§ Dataset entries:

▼▼▼

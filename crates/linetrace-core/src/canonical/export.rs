//! Canonical artifacts on disk

use std::fs;
use std::path::{Path, PathBuf};

use serde::{Deserialize, Serialize};
use tracing::info;

use super::{CanonicalLine, CanonicalResult, FastestLap, FastestLapRow, Sector};
use crate::error::Result;

/// Canonical line file name
pub const CANONICAL_LINE_FILE: &str = "canonical_racing_line.csv";
/// Ideal profile file name
pub const IDEAL_PROFILE_FILE: &str = "ideal_lap_profile.csv";
/// Speed profile file name
pub const SPEED_PROFILE_FILE: &str = "speed_profile.csv";
/// Sector map file name
pub const SECTOR_MAP_FILE: &str = "sector_map.json";
/// Processing stats file name
pub const STATS_FILE: &str = "processing_stats.json";

const FASTEST_LAP_DIR: &str = "fastest_laps";
const MEDIAN_LINE_DIR: &str = "per_car_racing_lines";

/// Sector definitions with the lap totals
#[derive(Debug, Clone, PartialEq, Serialize, Deserialize)]
pub struct SectorMap {
    /// Canonical track length
    pub track_length_m: f64,
    /// Ideal lap time
    pub ideal_lap_time_s: f64,
    /// Sectors in lap order
    pub sectors: Vec<Sector>,
}

/// Row of the fastest-lap export index
#[derive(Debug, Clone, PartialEq, Serialize, Deserialize)]
pub struct FastestLapIndexRow {
    /// Vehicle identifier
    pub vehicle_id: String,
    /// Lap number
    pub lap: i64,
    /// Lap duration
    pub lap_time_s: f64,
    /// Points in the lap file
    pub n_points: usize,
    /// Lap file path
    pub csv_path: String,
}

#[derive(Debug, Serialize, Deserialize)]
struct CanonicalRecord {
    dist_m: f64,
    x_m: f64,
    y_m: f64,
    curvature: f64,
}

#[derive(Debug, Serialize, Deserialize)]
struct IdealProfileRecord {
    dist_m: f64,
    ideal_speed_ms: f64,
    ideal_time_s: f64,
}

#[derive(Debug, Serialize, Deserialize)]
struct SpeedProfileRecord {
    dist_m: f64,
    ref_speed_ms: f64,
    ideal_speed_ms: f64,
}

#[derive(Debug, Serialize)]
struct MedianLineRecord<'a> {
    vehicle_id: &'a str,
    dist_m: f64,
    s_norm: f64,
    x_m: f64,
    y_m: f64,
}

#[derive(Debug, Serialize)]
struct MedianLineIndexRow {
    vehicle_id: String,
    laps_used: usize,
    lap_length_m: f64,
    csv_path: String,
}

/// Paths written by [`write_canonical`]
#[derive(Debug, Clone, Default)]
pub struct CanonicalExports {
    /// Canonical line CSV
    pub canonical_line: PathBuf,
    /// Sector map JSON
    pub sector_map: PathBuf,
    /// Fastest lap CSVs
    pub fastest_laps: Vec<PathBuf>,
    /// Per-car median line CSVs
    pub median_lines: Vec<PathBuf>,
}

/// File-name-safe form of a vehicle id
pub fn safe_file_id(vehicle_id: &str) -> String {
    vehicle_id.replace(['/', '\\'], "_")
}

fn write_rows<P: AsRef<Path>, T: Serialize>(path: P, rows: impl IntoIterator<Item = T>) -> Result<()> {
    let mut writer = csv::Writer::from_path(path)?;
    for row in rows {
        writer.serialize(row)?;
    }
    writer.flush()?;
    Ok(())
}

fn read_rows<P: AsRef<Path>, T: for<'de> Deserialize<'de>>(path: P) -> Result<Vec<T>> {
    let mut reader = csv::Reader::from_path(path)?;
    let mut rows = Vec::new();
    for row in reader.deserialize() {
        rows.push(row?);
    }
    Ok(rows)
}

fn fastest_lap_path(dir: &Path, lap: &FastestLap) -> PathBuf {
    dir.join(format!(
        "fastest_lap_{}_lap{}.csv",
        safe_file_id(&lap.vehicle_id),
        lap.lap
    ))
}

/// Write every canonical artifact under `out_dir`
pub fn write_canonical(result: &CanonicalResult, out_dir: &Path) -> Result<CanonicalExports> {
    let line = &result.line;
    let canonical_line = out_dir.join(CANONICAL_LINE_FILE);
    write_rows(
        &canonical_line,
        (0..line.len()).map(|i| CanonicalRecord {
            dist_m: line.dist_m[i],
            x_m: line.x_m[i],
            y_m: line.y_m[i],
            curvature: line.curvature[i],
        }),
    )?;
    write_rows(
        out_dir.join(IDEAL_PROFILE_FILE),
        (0..line.len()).map(|i| IdealProfileRecord {
            dist_m: line.dist_m[i],
            ideal_speed_ms: line.ideal_speed_ms[i],
            ideal_time_s: line.ideal_time_s[i],
        }),
    )?;
    write_rows(
        out_dir.join(SPEED_PROFILE_FILE),
        (0..line.len()).map(|i| SpeedProfileRecord {
            dist_m: line.dist_m[i],
            ref_speed_ms: line.ref_speed_ms[i],
            ideal_speed_ms: line.ideal_speed_ms[i],
        }),
    )?;

    let sector_map = out_dir.join(SECTOR_MAP_FILE);
    let map = SectorMap {
        track_length_m: line.track_length_m(),
        ideal_lap_time_s: line.ideal_lap_time_s(),
        sectors: result.sectors.clone(),
    };
    fs::write(&sector_map, serde_json::to_string_pretty(&map)?)?;
    fs::write(out_dir.join(STATS_FILE), serde_json::to_string_pretty(&result.stats)?)?;

    let lap_dir = out_dir.join(FASTEST_LAP_DIR).join("lap_csv");
    fs::create_dir_all(&lap_dir)?;
    let mut fastest_laps = Vec::new();
    let mut index = Vec::new();
    for lap in &result.fastest_laps {
        let path = fastest_lap_path(&lap_dir, lap);
        write_rows(&path, lap.rows.iter())?;
        index.push(FastestLapIndexRow {
            vehicle_id: lap.vehicle_id.clone(),
            lap: lap.lap,
            lap_time_s: lap.lap_time_s,
            n_points: lap.rows.len(),
            csv_path: path.display().to_string(),
        });
        fastest_laps.push(path);
    }
    write_rows(out_dir.join(FASTEST_LAP_DIR).join("fastest_lap_exports.csv"), index)?;

    let median_dir = out_dir.join(MEDIAN_LINE_DIR).join("median_csv");
    fs::create_dir_all(&median_dir)?;
    let mut median_lines = Vec::new();
    let mut median_index = Vec::new();
    for car in &result.car_lines {
        let path = median_dir.join(format!(
            "median_racing_line_{}.csv",
            safe_file_id(&car.vehicle_id)
        ));
        let n = car.x.len();
        let denom = n.saturating_sub(1).max(1) as f64;
        write_rows(
            &path,
            (0..n).map(|i| {
                let s_norm = i as f64 / denom;
                MedianLineRecord {
                    vehicle_id: &car.vehicle_id,
                    dist_m: s_norm * car.lap_length_m,
                    s_norm,
                    x_m: car.x[i],
                    y_m: car.y[i],
                }
            }),
        )?;
        median_index.push(MedianLineIndexRow {
            vehicle_id: car.vehicle_id.clone(),
            laps_used: car.laps_used,
            lap_length_m: car.lap_length_m,
            csv_path: path.display().to_string(),
        });
        median_lines.push(path);
    }
    write_rows(
        out_dir.join(MEDIAN_LINE_DIR).join("per_car_racing_line_exports.csv"),
        median_index,
    )?;

    info!(
        "Canonical artifacts written to {} ({} fastest laps, {} median lines)",
        out_dir.display(),
        fastest_laps.len(),
        median_lines.len()
    );
    Ok(CanonicalExports {
        canonical_line,
        sector_map,
        fastest_laps,
        median_lines,
    })
}

/// Load the canonical line and its profiles; `None` when the line file is absent
pub fn load_canonical(dir: &Path) -> Result<Option<CanonicalLine>> {
    let line_path = dir.join(CANONICAL_LINE_FILE);
    if !line_path.exists() {
        return Ok(None);
    }
    let records: Vec<CanonicalRecord> = read_rows(&line_path)?;
    let n = records.len();
    let mut line = CanonicalLine {
        dist_m: records.iter().map(|r| r.dist_m).collect(),
        x_m: records.iter().map(|r| r.x_m).collect(),
        y_m: records.iter().map(|r| r.y_m).collect(),
        curvature: records.iter().map(|r| r.curvature).collect(),
        ref_speed_ms: vec![0.0; n],
        ideal_speed_ms: vec![0.0; n],
        ideal_time_s: vec![0.0; n],
    };

    let speed_path = dir.join(SPEED_PROFILE_FILE);
    if speed_path.exists() {
        let speed: Vec<SpeedProfileRecord> = read_rows(speed_path)?;
        if speed.len() == n {
            line.ref_speed_ms = speed.iter().map(|r| r.ref_speed_ms).collect();
            line.ideal_speed_ms = speed.iter().map(|r| r.ideal_speed_ms).collect();
        }
    }
    let ideal_path = dir.join(IDEAL_PROFILE_FILE);
    if ideal_path.exists() {
        let ideal: Vec<IdealProfileRecord> = read_rows(ideal_path)?;
        if ideal.len() == n {
            line.ideal_speed_ms = ideal.iter().map(|r| r.ideal_speed_ms).collect();
            line.ideal_time_s = ideal.iter().map(|r| r.ideal_time_s).collect();
        }
    }
    Ok(Some(line))
}

/// Read a sector map; `None` when the file is absent
pub fn read_sector_map(dir: &Path) -> Result<Option<SectorMap>> {
    let path = dir.join(SECTOR_MAP_FILE);
    if !path.exists() {
        return Ok(None);
    }
    let content = fs::read_to_string(path)?;
    Ok(Some(serde_json::from_str(&content)?))
}

/// Locate a vehicle's fastest-lap CSV under an output directory
pub fn find_fastest_lap_file(out_dir: &Path, vehicle_id: &str) -> Option<(PathBuf, i64)> {
    let prefix = format!("fastest_lap_{}_lap", safe_file_id(vehicle_id));
    let entries = fs::read_dir(out_dir.join(FASTEST_LAP_DIR).join("lap_csv")).ok()?;
    entries.filter_map(|e| e.ok()).find_map(|entry| {
        let name = entry.file_name().to_string_lossy().into_owned();
        let lap = name
            .strip_prefix(&prefix)?
            .strip_suffix(".csv")?
            .parse::<i64>()
            .ok()?;
        Some((entry.path(), lap))
    })
}

/// Read a fastest-lap CSV
pub fn read_fastest_lap(path: &Path, vehicle_id: &str, lap: i64) -> Result<FastestLap> {
    let rows: Vec<FastestLapRow> = read_rows(path)?;
    let lap_time_s = match (rows.first(), rows.last()) {
        (Some(a), Some(b)) => (b.timestamp_ms - a.timestamp_ms) as f64 / 1000.0,
        _ => 0.0,
    };
    Ok(FastestLap {
        vehicle_id: vehicle_id.to_string(),
        lap,
        lap_time_s,
        rows,
    })
}

#[cfg(test)]
mod tests {
    use super::*;
    use crate::canonical::ProcessingStats;
    use pretty_assertions::assert_eq;

    fn result() -> CanonicalResult {
        let dist: Vec<f64> = (0..5).map(|i| i as f64 * 10.0).collect();
        CanonicalResult {
            origin: (33.0, -86.0),
            line: CanonicalLine {
                x_m: dist.clone(),
                y_m: vec![0.0; 5],
                curvature: vec![0.0; 5],
                ref_speed_ms: vec![30.0; 5],
                ideal_speed_ms: vec![25.0; 5],
                ideal_time_s: dist.iter().map(|d| d / 25.0).collect(),
                dist_m: dist,
            },
            sectors: vec![Sector {
                sector: 1,
                start_dist_m: 0.0,
                end_dist_m: 40.0,
                ideal_time_s: 1.6,
            }],
            car_lines: Vec::new(),
            fastest_laps: vec![FastestLap {
                vehicle_id: "GR86/7".to_string(),
                lap: 4,
                lap_time_s: 1.0,
                rows: vec![
                    FastestLapRow { timestamp_ms: 0, dist_m: 0.0, x_m: 0.0, y_m: 0.0, speed_ms: 20.0 },
                    FastestLapRow { timestamp_ms: 1000, dist_m: 20.0, x_m: 20.0, y_m: 0.0, speed_ms: 20.0 },
                ],
            }],
            rejected_vehicles: Vec::new(),
            lap_stats: Vec::new(),
            stats: ProcessingStats::default(),
        }
    }

    #[test]
    fn test_write_and_reload() {
        let dir = tempfile::tempdir().unwrap();
        let result = result();
        let exports = write_canonical(&result, dir.path()).unwrap();
        assert_eq!(exports.fastest_laps.len(), 1);
        assert!(exports.fastest_laps[0].ends_with("fastest_lap_GR86_7_lap4.csv"));

        let line = load_canonical(dir.path()).unwrap().unwrap();
        assert_eq!(line, result.line);

        let map = read_sector_map(dir.path()).unwrap().unwrap();
        assert_eq!(map.sectors, result.sectors);
        assert_eq!(map.track_length_m, 40.0);

        let (path, lap) = find_fastest_lap_file(dir.path(), "GR86/7").unwrap();
        assert_eq!(lap, 4);
        let fastest = read_fastest_lap(&path, "GR86/7", lap).unwrap();
        assert_eq!(fastest.rows, result.fastest_laps[0].rows);
        assert!(find_fastest_lap_file(dir.path(), "other").is_none());
    }

    #[test]
    fn test_missing_artifacts() {
        let dir = tempfile::tempdir().unwrap();
        assert!(load_canonical(dir.path()).unwrap().is_none());
        assert!(read_sector_map(dir.path()).unwrap().is_none());
    }
}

▲▲▲

§ What is required: Each line from the first line of the listing through the line with "line file name" must be output exactly, both ends included, and no other line may appear.

§ Written response:
filename crates/linetrace-core/src/canonical/export.rs
//! Canonical artifacts on disk

use std::fs;
use std::path::{Path, PathBuf};

use serde::{Deserialize, Serialize};
use tracing::info;

use super::{CanonicalLine, CanonicalResult, FastestLap, FastestLapRow, Sector};
use crate::error::Result;

/// Canonical line file name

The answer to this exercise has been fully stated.